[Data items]

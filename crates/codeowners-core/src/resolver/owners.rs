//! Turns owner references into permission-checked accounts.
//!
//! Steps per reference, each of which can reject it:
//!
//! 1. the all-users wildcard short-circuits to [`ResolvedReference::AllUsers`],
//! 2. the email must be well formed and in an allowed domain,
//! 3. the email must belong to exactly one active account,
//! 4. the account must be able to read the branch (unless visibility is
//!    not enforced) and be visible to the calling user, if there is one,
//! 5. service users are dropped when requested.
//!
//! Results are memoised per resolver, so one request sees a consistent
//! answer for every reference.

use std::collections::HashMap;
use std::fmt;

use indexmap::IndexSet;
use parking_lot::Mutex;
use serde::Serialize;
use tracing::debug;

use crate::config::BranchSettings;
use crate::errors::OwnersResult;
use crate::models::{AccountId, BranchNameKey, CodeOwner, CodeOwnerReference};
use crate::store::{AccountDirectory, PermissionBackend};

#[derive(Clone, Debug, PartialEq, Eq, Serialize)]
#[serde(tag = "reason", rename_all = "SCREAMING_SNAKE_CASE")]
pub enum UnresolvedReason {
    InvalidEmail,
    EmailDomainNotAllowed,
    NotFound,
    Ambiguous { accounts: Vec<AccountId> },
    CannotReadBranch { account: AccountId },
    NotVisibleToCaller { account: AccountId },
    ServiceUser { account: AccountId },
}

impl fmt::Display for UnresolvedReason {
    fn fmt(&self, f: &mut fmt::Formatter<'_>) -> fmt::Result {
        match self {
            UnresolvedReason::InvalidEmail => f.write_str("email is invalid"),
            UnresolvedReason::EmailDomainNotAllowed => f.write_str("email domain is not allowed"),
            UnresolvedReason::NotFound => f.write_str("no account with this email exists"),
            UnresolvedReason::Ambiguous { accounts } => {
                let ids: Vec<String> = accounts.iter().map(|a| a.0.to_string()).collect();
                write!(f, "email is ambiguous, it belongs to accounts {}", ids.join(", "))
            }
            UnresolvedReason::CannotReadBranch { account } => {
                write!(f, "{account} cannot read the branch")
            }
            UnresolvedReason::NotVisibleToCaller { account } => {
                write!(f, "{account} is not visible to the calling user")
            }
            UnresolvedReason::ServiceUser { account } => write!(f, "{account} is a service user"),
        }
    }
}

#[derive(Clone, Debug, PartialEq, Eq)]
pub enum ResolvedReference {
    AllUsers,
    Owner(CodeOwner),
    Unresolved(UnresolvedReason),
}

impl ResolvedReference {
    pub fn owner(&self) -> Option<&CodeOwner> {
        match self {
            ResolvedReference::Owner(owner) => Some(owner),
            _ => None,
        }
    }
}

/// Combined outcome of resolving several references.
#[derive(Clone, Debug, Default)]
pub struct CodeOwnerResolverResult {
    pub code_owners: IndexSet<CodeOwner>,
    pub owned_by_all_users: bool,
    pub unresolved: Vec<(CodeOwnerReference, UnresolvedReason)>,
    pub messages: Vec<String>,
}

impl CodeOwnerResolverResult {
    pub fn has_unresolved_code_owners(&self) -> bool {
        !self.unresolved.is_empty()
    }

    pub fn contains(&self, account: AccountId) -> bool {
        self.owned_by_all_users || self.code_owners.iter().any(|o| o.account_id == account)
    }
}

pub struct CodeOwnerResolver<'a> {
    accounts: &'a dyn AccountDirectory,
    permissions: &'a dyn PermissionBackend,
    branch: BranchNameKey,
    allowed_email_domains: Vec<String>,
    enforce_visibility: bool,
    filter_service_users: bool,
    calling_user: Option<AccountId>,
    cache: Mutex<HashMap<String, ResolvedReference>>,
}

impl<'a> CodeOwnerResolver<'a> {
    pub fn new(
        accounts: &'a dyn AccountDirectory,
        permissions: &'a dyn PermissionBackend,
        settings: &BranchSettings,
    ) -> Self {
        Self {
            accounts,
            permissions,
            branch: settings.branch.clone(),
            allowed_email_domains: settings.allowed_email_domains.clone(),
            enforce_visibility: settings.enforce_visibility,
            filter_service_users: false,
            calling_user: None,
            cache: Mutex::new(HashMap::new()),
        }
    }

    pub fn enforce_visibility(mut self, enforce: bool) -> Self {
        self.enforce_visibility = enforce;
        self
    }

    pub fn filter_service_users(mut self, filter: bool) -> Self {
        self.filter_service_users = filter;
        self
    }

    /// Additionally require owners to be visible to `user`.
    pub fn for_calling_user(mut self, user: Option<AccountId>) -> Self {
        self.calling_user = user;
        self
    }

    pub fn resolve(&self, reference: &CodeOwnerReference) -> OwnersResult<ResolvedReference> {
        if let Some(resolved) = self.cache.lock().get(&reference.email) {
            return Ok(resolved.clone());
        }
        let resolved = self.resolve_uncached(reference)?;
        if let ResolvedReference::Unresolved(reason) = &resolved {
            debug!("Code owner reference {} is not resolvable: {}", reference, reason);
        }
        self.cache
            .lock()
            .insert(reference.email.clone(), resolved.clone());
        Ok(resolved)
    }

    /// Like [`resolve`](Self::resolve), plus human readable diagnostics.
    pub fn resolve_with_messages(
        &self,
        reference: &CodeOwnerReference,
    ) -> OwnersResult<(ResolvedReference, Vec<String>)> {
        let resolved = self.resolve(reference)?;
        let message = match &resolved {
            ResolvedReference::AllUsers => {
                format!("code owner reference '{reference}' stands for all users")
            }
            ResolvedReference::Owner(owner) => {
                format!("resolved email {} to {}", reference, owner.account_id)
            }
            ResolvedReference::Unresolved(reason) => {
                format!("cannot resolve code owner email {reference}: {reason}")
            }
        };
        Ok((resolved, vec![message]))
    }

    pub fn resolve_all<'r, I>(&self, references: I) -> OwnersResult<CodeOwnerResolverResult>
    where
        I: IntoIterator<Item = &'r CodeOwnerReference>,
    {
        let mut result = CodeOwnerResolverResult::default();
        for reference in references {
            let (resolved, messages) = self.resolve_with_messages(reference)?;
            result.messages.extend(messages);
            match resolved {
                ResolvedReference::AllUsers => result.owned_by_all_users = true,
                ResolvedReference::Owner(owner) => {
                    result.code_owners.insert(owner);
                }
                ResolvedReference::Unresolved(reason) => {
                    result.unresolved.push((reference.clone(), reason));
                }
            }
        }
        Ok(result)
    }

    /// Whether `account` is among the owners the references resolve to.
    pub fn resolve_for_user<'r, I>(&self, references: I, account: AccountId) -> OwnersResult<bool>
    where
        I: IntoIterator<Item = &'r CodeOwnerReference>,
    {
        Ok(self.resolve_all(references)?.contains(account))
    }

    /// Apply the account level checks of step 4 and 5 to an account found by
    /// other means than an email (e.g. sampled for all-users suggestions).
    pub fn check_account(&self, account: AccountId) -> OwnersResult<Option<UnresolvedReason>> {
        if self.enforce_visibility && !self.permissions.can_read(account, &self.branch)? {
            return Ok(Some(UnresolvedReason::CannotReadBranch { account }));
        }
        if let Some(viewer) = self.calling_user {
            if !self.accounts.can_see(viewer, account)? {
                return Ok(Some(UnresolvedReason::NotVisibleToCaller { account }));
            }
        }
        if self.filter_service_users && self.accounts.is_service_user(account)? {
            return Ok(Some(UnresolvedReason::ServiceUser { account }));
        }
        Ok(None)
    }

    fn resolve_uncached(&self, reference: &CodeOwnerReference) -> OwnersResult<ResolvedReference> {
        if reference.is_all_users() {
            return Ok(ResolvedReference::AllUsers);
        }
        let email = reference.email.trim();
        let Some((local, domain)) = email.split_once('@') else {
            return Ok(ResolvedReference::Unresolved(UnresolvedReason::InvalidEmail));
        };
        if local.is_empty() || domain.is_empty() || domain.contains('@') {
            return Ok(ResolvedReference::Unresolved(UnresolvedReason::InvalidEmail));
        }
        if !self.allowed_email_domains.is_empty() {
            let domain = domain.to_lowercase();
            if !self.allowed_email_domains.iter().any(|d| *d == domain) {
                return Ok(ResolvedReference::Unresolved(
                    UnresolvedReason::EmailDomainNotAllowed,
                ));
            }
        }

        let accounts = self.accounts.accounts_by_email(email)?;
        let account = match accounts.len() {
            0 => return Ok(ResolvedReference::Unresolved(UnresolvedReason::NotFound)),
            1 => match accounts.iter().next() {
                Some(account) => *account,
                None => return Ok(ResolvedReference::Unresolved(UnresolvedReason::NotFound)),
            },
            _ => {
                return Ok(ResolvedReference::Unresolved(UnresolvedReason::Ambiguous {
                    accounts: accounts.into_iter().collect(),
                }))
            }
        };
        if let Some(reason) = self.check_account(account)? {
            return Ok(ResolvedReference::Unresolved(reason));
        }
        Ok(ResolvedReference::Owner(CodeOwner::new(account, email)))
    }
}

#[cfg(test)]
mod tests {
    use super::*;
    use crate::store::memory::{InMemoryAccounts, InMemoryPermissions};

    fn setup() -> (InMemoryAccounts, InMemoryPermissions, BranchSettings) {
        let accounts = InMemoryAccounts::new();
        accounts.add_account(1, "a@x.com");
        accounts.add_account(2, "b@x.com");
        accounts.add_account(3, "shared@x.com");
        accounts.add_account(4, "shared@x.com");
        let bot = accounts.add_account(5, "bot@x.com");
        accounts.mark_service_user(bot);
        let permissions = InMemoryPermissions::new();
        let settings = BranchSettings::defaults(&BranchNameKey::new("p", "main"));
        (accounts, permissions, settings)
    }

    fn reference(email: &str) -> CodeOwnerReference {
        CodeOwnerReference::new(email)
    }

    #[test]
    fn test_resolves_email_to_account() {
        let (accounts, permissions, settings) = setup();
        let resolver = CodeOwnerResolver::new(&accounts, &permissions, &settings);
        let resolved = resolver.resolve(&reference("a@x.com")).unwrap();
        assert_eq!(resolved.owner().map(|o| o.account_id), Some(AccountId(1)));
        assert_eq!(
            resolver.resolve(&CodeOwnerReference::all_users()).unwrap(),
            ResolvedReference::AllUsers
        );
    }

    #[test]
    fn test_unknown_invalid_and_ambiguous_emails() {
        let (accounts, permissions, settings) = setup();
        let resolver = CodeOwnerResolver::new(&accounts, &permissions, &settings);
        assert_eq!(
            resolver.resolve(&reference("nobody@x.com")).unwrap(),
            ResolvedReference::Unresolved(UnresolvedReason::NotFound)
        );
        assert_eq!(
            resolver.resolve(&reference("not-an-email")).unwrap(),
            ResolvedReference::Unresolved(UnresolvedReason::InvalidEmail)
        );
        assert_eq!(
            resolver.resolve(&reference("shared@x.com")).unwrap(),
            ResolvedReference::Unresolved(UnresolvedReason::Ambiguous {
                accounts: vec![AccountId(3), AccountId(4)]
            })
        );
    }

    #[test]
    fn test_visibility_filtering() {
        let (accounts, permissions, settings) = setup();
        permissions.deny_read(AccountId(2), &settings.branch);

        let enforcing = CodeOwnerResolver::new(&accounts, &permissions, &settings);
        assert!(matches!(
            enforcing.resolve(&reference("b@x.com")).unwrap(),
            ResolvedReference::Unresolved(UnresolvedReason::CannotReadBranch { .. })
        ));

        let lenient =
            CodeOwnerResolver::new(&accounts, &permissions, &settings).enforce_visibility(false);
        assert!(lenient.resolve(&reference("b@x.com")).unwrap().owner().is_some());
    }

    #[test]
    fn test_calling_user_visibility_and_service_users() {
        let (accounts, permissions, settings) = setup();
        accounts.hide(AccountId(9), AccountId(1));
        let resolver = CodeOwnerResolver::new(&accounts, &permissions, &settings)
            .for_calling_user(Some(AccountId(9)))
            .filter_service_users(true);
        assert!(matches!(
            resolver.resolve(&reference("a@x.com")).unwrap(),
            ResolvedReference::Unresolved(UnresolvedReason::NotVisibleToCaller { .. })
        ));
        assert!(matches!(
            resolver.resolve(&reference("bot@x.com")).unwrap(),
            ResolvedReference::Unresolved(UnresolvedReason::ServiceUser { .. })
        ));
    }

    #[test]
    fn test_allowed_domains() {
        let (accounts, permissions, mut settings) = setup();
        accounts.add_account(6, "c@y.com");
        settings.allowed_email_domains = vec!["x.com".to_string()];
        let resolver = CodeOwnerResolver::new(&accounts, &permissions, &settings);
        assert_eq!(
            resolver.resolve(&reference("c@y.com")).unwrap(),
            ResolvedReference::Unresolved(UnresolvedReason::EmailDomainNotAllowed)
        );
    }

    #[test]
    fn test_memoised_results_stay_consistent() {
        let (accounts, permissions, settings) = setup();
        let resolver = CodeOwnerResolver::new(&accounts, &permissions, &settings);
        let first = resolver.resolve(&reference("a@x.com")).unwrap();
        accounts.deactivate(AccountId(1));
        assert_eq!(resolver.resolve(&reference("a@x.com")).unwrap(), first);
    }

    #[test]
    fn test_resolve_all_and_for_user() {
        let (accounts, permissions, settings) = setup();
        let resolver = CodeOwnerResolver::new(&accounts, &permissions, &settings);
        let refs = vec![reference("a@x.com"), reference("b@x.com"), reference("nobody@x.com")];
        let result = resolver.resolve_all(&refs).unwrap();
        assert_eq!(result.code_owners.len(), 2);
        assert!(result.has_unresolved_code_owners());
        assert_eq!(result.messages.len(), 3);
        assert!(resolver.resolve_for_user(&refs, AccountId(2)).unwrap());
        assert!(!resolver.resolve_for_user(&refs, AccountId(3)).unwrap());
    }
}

- [WORK REQUIRED] Go line by line through the data and copy any that contain "PermissionBackend".

- [FINISHED EXERCISE]
use crate::store::{AccountDirectory, PermissionBackend};
    permissions: &'a dyn PermissionBackend,
        permissions: &'a dyn PermissionBackend,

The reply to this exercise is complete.